When they bought their house in 1997, its orientation was entirely toward the ravine out back. The house spread wide along the ravine’s top, with walls of windows on that side and few views in other directions. The sight of the ravine, with deer, foxes, and other wildlife wandering among the trees and undergrowth, was splendid.
But a few years later, when they got the chance to buy an adjacent property—closer to the road, with less ravine frontage—the couple spotted an opportunity. They would open up big, almost blank exterior walls with windows and create an expansive Japanese-styled garden, a studied counterpoint to the ungroomed look of the ravine.
A stone-edged pond and dense layers of foliage create a tranquil tableau.
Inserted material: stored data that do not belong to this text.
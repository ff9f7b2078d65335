use crate::{
    data::is_whitespace, data::WINDOWS_1252, util::contains_zero_byte, util::le_u64,
    util::repeat_byte,
};
use std::borrow::Cow;

/// The character set a game family writes its text documents in.
///
/// EU4 era titles write windows-1252 while the newer titles write UTF-8. The
/// charset is needed whenever scalar bytes cross into `str` land (display,
/// JSON) and on the way back.
///
/// ```
/// use clausewitz_save::Charset;
///
/// let charset = Charset::Windows1252;
/// assert_eq!(charset.decode(b"Common Sense"), "Common Sense");
/// assert_eq!(
///     charset.decode(b"\xa7GRichard Plantagenet\xa7 ( 2 / 4 / 3 / 0 )"),
///     "§GRichard Plantagenet§ ( 2 / 4 / 3 / 0 )"
/// );
/// assert_eq!(charset.decode(br#"Captain \"Joe\" Rogers"#), r#"Captain "Joe" Rogers"#);
/// assert_eq!(charset.decode(b"1444.11.11\n"), "1444.11.11");
/// assert_eq!(Charset::Utf8.decode(b"J\xc3\xa5hk\xc3\xa5m\xc3\xa5hkke"), "Jåhkåmåhkke");
/// ```
#[derive(Debug, Default, Clone, Copy, PartialEq, Eq, Hash)]
pub enum Charset {
    /// Windows code page 1252
    Windows1252,

    /// UTF-8
    #[default]
    Utf8,
}

impl Charset {
    /// Decodes scalar bytes for display: escape sequences are resolved and
    /// trailing whitespace is trimmed. Allocates only when necessary.
    pub fn decode<'a>(&self, data: &'a [u8]) -> Cow<'a, str> {
        match self {
            Charset::Windows1252 => decode_windows1252(data),
            Charset::Utf8 => decode_utf8(data),
        }
    }

    /// Transcodes scalar bytes verbatim, keeping any escape sequences.
    /// Every byte survives windows-1252. Malformed UTF-8 is replaced with
    /// U+FFFD, so use [`Charset::transcode_exact`] when the bytes must be
    /// recovered.
    pub fn transcode<'a>(&self, data: &'a [u8]) -> Cow<'a, str> {
        match self {
            Charset::Windows1252 => {
                let (cow, _) = encoding_rs::WINDOWS_1252.decode_without_bom_handling(data);
                cow
            }
            Charset::Utf8 => String::from_utf8_lossy(data),
        }
    }

    /// Transcodes scalar bytes verbatim or returns `None` when the text
    /// would not encode back to the same bytes
    ///
    /// ```
    /// use clausewitz_save::Charset;
    /// assert_eq!(Charset::Utf8.transcode_exact(b"K\xc3\xb6ln").as_deref(), Some("Köln"));
    /// assert_eq!(Charset::Utf8.transcode_exact(b"K\xf6ln"), None);
    /// assert_eq!(Charset::Windows1252.transcode_exact(b"K\xf6ln").as_deref(), Some("Köln"));
    /// ```
    pub fn transcode_exact<'a>(&self, data: &'a [u8]) -> Option<Cow<'a, str>> {
        match self {
            Charset::Windows1252 => Some(self.transcode(data)),
            Charset::Utf8 => std::str::from_utf8(data).ok().map(Cow::Borrowed),
        }
    }

    /// The inverse of [`Charset::transcode`]. Characters that windows-1252
    /// cannot represent are replaced with numeric character references.
    pub fn encode<'a>(&self, data: &'a str) -> Cow<'a, [u8]> {
        match self {
            Charset::Windows1252 => {
                let (cow, _, _) = encoding_rs::WINDOWS_1252.encode(data);
                cow
            }
            Charset::Utf8 => Cow::Borrowed(data.as_bytes()),
        }
    }
}

#[inline]
fn trim_trailing_index(d: &[u8]) -> usize {
    d.iter()
        .rev()
        .position(|x| !is_whitespace(*x))
        .unwrap_or(d.len())
}

#[inline]
fn trim_trailing_whitespace(d: &[u8]) -> &[u8] {
    &d[..d.len() - trim_trailing_index(d)]
}

/// Resolves `\x` into `x`, the only escape sequence the text format knows.
fn unescape(d: &[u8]) -> impl Iterator<Item = u8> + '_ {
    let mut escaped = false;
    d.iter().filter_map(move |&c| {
        if !escaped && c == b'\\' {
            escaped = true;
            None
        } else {
            escaped = false;
            Some(c)
        }
    })
}

#[inline]
pub(crate) fn decode_windows1252(d: &[u8]) -> Cow<str> {
    let d = trim_trailing_whitespace(d);

    // Iterate through the data in 8 byte chunks and ensure that each chunk
    // is contained of ascii characters with no escape characters
    let mut chunk_iter = d.chunks_exact(8);
    for n in &mut chunk_iter {
        let wide = le_u64(n);
        if wide & 0x8080_8080_8080_8080 != 0 || contains_zero_byte(wide ^ repeat_byte(b'\\')) {
            return Cow::Owned(windows_1252_create(d));
        }
    }

    if chunk_iter
        .remainder()
        .iter()
        .any(|&byte| !byte.is_ascii() || byte == b'\\')
    {
        return Cow::Owned(windows_1252_create(d));
    }

    // This is safe as we just checked that the data is ascii and ascii is a subset of utf8
    debug_assert!(std::str::from_utf8(d).is_ok());
    let s = unsafe { std::str::from_utf8_unchecked(d) };
    Cow::Borrowed(s)
}

fn windows_1252_create(d: &[u8]) -> String {
    unescape(d).map(|c| WINDOWS_1252[c as usize]).collect()
}

#[inline]
pub(crate) fn decode_utf8(d: &[u8]) -> Cow<str> {
    let d = trim_trailing_whitespace(d);
    if d.contains(&b'\\') {
        let bytes: Vec<u8> = unescape(d).collect();
        let s = String::from_utf8(bytes)
            .unwrap_or_else(|e| String::from_utf8_lossy(&e.into_bytes()).into_owned());
        return Cow::Owned(s);
    }

    String::from_utf8_lossy(d)
}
Photo Gallery »
Combining the design expertise of Scott Martin of the landscape firm Van Zelst with their own extensive research into the traditional aesthetic of Japanese gardens, the couple created a remarkable landscape on their two-acre site. The husband designed and created his own Japanese-style rake for combing wavelike patterns in gravel, and he does the pruning that gives the trees their classically articulated look. The wife has researched, tracked down, and installed appropriate plant varieties, and spreads a mountain of fresh mulch over the garden beds in spring. Her understanding is deep; the area that contains delicate and ephemeral spring plants, she notes, is “off-limits to everyone but me. I know what’s here—where you can step and where you can’t.”
While the garden has a Japanese theme, it’s also rooted in its Midwestern site. Some of the stones that lie in the rock garden outside the family room were found on the property, remnants of what renowned landscape architect Jens Jensen created in the early 20th century, when the site was part of the lakefront estate of lumber baron Hermann Paepcke. Those stones are visible in the photo at right as the craggy, porous rocks that suggest small islands and a rocky seacoast. In the distance, where a second house once stood, are large gardens of perennials and trees that are either native to or common in the Chicago climate and soil.
Getting to those gardens takes a bit of travel time. Meanwhile, Japan is right here outside the windows.